Exercise requirements
Repeat exactly, please, the opening lines of the data below, through and including the line where "pub use session::StreamSession;" sits.

(Stored records)
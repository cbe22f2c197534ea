//! Out-of-band "who samples what" notifications
//!
//! Each registered pid gets one `SOCK_STREAM` socket pair. The hub keeps the
//! server end in a [`StreamSession`]; the client reads framed
//! [`MessageId::ActiveInfo`] packets from its end, e.g. with
//! [`ActiveInfoReceiver`].

mod session;

pub use session::StreamSession;

use crate::config::TransportConfig;
use crate::core::types::ActiveInfo;
use crate::error::{Error, Result};
use crate::transport::{SocketEnd, SocketKind, Transport, socket_pair_sized};
use crate::wire::{CircleStreamBuffer, MessageId, NetPacket};
use log::{debug, error, warn};
use parking_lot::Mutex;
use std::collections::BTreeMap;
use std::sync::Arc;

/// Sessions beyond this count are refused
pub const MAX_SESSION_ALARM: usize = 100;

/// Build the packet announcing `info`
pub fn active_info_packet(info: &ActiveInfo) -> Result<NetPacket> {
    let mut payload = Vec::with_capacity(ActiveInfo::ENCODED_LEN);
    info.encode_into(&mut payload);
    NetPacket::from_payload(MessageId::ActiveInfo, &payload)
}

/// Registry of active-info sessions keyed by pid
pub struct StreamServer {
    sessions: Mutex<BTreeMap<i32, Arc<StreamSession>>>,
    config: TransportConfig,
}

impl StreamServer {
    pub fn new(config: &TransportConfig) -> Self {
        Self {
            sessions: Mutex::new(BTreeMap::new()),
            config: config.clone(),
        }
    }

    /// Create a socket pair for `pid` and return the client end
    ///
    /// Native callers get the larger client-side buffer. An existing session
    /// for the pid is closed and replaced.
    pub fn add_socket_pair(&self, uid: i32, pid: i32, native: bool) -> Result<SocketEnd> {
        let client_buf = if native {
            self.config.native_socket_buf_size
        } else {
            self.config.socket_buf_size
        };
        let (server, client) =
            socket_pair_sized(SocketKind::Stream, self.config.socket_buf_size, client_buf)?;
        let session = StreamSession::new(pid, uid, native, Box::new(server), &self.config);
        self.add_session(Arc::new(session))?;
        Ok(client)
    }

    pub fn add_session(&self, session: Arc<StreamSession>) -> Result<()> {
        let pid = session.pid();
        if pid <= 0 {
            return Err(Error::InvalidParameter(format!("invalid pid {}", pid)));
        }
        if session.is_closed() {
            return Err(Error::Channel(format!("session for pid {} already closed", pid)));
        }
        let mut sessions = self.sessions.lock();
        if sessions.len() >= MAX_SESSION_ALARM && !sessions.contains_key(&pid) {
            error!(
                "ActiveInfo: Too many sessions ({}), refusing pid {}",
                sessions.len(),
                pid
            );
            return Err(Error::Other(format!("session limit reached for pid {}", pid)));
        }
        if let Some(old) = sessions.insert(pid, session) {
            old.close();
        }
        debug!("ActiveInfo: Session added for pid {}", pid);
        Ok(())
    }

    /// Close and forget the pid's session
    pub fn del_session(&self, pid: i32) -> bool {
        match self.sessions.lock().remove(&pid) {
            Some(session) => {
                session.close();
                debug!("ActiveInfo: Session removed for pid {}", pid);
                true
            }
            None => false,
        }
    }

    pub fn get_session_by_pid(&self, pid: i32) -> Option<Arc<StreamSession>> {
        self.sessions.lock().get(&pid).cloned()
    }

    pub fn get_client_fd(&self, pid: i32) -> Option<i32> {
        self.get_session_by_pid(pid).and_then(|s| s.fd())
    }

    pub fn get_client_pid(&self, fd: i32) -> Option<i32> {
        self.sessions
            .lock()
            .values()
            .find(|s| s.fd() == Some(fd))
            .map(|s| s.pid())
    }

    pub fn session_count(&self) -> usize {
        self.sessions.lock().len()
    }

    pub fn send_msg(&self, pid: i32, pkt: &NetPacket) -> Result<()> {
        let session = self
            .get_session_by_pid(pid)
            .ok_or_else(|| Error::NotFound(format!("active-info session for pid {}", pid)))?;
        session.send_packet(pkt)
    }

    /// Send `pkt` to every pid in `pids`; failures are logged and skipped
    ///
    /// Returns the number of sessions that received the packet.
    pub fn multicast(&self, pids: &[i32], pkt: &NetPacket) -> usize {
        let mut delivered = 0;
        for &pid in pids {
            match self.send_msg(pid, pkt) {
                Ok(()) => delivered += 1,
                Err(e) => warn!("ActiveInfo: Multicast to pid {} failed: {}", pid, e),
            }
        }
        delivered
    }

    pub fn close_all(&self) {
        let sessions = std::mem::take(&mut *self.sessions.lock());
        for session in sessions.values() {
            session.close();
        }
    }
}

impl Drop for StreamServer {
    fn drop(&mut self) {
        self.close_all();
    }
}

/// Client end of an active-info stream
pub struct ActiveInfoReceiver {
    transport: Box<dyn Transport>,
    ring: CircleStreamBuffer,
}

impl ActiveInfoReceiver {
    pub fn new(transport: Box<dyn Transport>) -> Self {
        Self {
            transport,
            ring: CircleStreamBuffer::new(),
        }
    }

    /// Read whatever is pending and decode complete notifications
    ///
    /// Packets of other types and undecodable payloads are skipped.
    pub fn poll(&mut self) -> Result<Vec<ActiveInfo>> {
        let mut infos = Vec::new();
        let mut buf = [0u8; 256];
        loop {
            let n = self.transport.read(&mut buf)?;
            if n == 0 {
                break;
            }
            self.ring.write(&buf[..n])?;
            self.ring.on_read_packets(|pkt| {
                if pkt.msg_id() != MessageId::ActiveInfo {
                    return;
                }
                match ActiveInfo::decode(pkt.payload()) {
                    Some(info) => infos.push(info),
                    None => warn!("ActiveInfo: Short payload ({} bytes)", pkt.payload().len()),
                }
            });
        }
        Ok(infos)
    }
}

Answer to this problem
repository cbe22f2c197534ea
//! Out-of-band "who samples what" notifications
//!
//! Each registered pid gets one `SOCK_STREAM` socket pair. The hub keeps the
//! server end in a [`StreamSession`]; the client reads framed
//! [`MessageId::ActiveInfo`] packets from its end, e.g. with
//! [`ActiveInfoReceiver`].

mod session;

pub use session::StreamSession;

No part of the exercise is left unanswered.